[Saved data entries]
————————
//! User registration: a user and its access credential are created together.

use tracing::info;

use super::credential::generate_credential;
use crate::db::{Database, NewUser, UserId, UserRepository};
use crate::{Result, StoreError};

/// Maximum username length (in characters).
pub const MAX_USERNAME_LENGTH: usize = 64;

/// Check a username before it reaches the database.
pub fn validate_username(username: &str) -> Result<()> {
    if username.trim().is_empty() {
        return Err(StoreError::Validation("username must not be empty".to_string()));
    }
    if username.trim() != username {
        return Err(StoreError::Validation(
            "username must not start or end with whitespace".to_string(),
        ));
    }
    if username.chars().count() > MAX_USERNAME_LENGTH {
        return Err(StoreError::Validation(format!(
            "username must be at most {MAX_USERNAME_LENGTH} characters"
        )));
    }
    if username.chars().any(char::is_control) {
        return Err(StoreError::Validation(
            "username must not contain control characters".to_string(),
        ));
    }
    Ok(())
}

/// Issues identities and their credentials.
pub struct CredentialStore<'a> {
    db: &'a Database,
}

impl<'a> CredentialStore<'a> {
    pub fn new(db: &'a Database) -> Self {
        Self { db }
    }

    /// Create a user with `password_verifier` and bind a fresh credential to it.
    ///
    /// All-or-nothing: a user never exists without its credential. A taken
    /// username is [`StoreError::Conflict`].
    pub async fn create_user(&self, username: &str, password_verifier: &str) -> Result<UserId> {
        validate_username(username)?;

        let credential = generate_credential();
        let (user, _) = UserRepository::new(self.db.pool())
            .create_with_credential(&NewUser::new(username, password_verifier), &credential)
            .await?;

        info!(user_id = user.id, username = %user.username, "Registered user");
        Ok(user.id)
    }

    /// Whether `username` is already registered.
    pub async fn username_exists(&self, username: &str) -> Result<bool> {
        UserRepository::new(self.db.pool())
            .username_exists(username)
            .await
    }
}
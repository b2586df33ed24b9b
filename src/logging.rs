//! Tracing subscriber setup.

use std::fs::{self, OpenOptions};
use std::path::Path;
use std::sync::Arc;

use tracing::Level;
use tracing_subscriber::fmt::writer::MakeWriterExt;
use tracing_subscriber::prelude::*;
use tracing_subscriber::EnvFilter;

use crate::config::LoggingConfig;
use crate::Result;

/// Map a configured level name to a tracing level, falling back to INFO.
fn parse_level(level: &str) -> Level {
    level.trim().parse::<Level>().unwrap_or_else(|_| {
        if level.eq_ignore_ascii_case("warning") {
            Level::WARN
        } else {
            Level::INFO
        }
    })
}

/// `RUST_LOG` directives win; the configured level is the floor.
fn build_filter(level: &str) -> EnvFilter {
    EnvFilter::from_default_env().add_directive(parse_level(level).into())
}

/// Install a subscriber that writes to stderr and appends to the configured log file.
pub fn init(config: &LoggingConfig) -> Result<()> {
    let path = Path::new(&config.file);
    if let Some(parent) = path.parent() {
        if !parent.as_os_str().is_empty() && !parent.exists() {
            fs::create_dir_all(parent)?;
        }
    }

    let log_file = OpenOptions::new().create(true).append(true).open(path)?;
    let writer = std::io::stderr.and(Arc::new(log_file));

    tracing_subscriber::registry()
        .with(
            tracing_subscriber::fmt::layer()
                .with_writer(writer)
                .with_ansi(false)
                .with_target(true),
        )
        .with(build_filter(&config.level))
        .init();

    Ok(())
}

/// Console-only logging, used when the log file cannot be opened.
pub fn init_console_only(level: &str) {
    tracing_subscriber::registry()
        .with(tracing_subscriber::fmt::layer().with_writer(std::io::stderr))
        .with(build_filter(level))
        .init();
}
————————
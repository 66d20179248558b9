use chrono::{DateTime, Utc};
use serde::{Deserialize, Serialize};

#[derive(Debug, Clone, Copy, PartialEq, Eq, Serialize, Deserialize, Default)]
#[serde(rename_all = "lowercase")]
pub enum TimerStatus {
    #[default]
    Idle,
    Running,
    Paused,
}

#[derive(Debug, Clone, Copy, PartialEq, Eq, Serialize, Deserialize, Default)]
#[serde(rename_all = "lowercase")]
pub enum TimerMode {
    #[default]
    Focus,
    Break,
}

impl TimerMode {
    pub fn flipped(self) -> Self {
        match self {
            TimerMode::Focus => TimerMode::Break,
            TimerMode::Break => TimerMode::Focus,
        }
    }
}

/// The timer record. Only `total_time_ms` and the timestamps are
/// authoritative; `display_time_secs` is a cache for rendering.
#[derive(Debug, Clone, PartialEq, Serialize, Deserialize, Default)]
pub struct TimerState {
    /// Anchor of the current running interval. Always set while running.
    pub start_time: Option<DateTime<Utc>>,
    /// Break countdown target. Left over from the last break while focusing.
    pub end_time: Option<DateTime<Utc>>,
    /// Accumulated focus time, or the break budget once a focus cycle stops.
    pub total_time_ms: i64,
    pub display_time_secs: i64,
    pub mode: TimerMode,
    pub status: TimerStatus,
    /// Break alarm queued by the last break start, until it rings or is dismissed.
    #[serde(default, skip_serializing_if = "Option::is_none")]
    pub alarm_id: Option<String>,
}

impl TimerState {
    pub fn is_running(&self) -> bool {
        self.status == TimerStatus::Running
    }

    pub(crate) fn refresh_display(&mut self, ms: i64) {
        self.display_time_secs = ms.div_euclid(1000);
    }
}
————————
Exercise instructions:
What you return must be an exact retyping of the lines above starting at the line with "are created together." and ending at the line with "pub fn validate_username(username: &str)", and nothing besides.

Solution to this exercise:
//! User registration: a user and its access credential are created together.

use tracing::info;

use super::credential::generate_credential;
use crate::db::{Database, NewUser, UserId, UserRepository};
use crate::{Result, StoreError};

/// Maximum username length (in characters).
pub const MAX_USERNAME_LENGTH: usize = 64;

/// Check a username before it reaches the database.
pub fn validate_username(username: &str) -> Result<()> {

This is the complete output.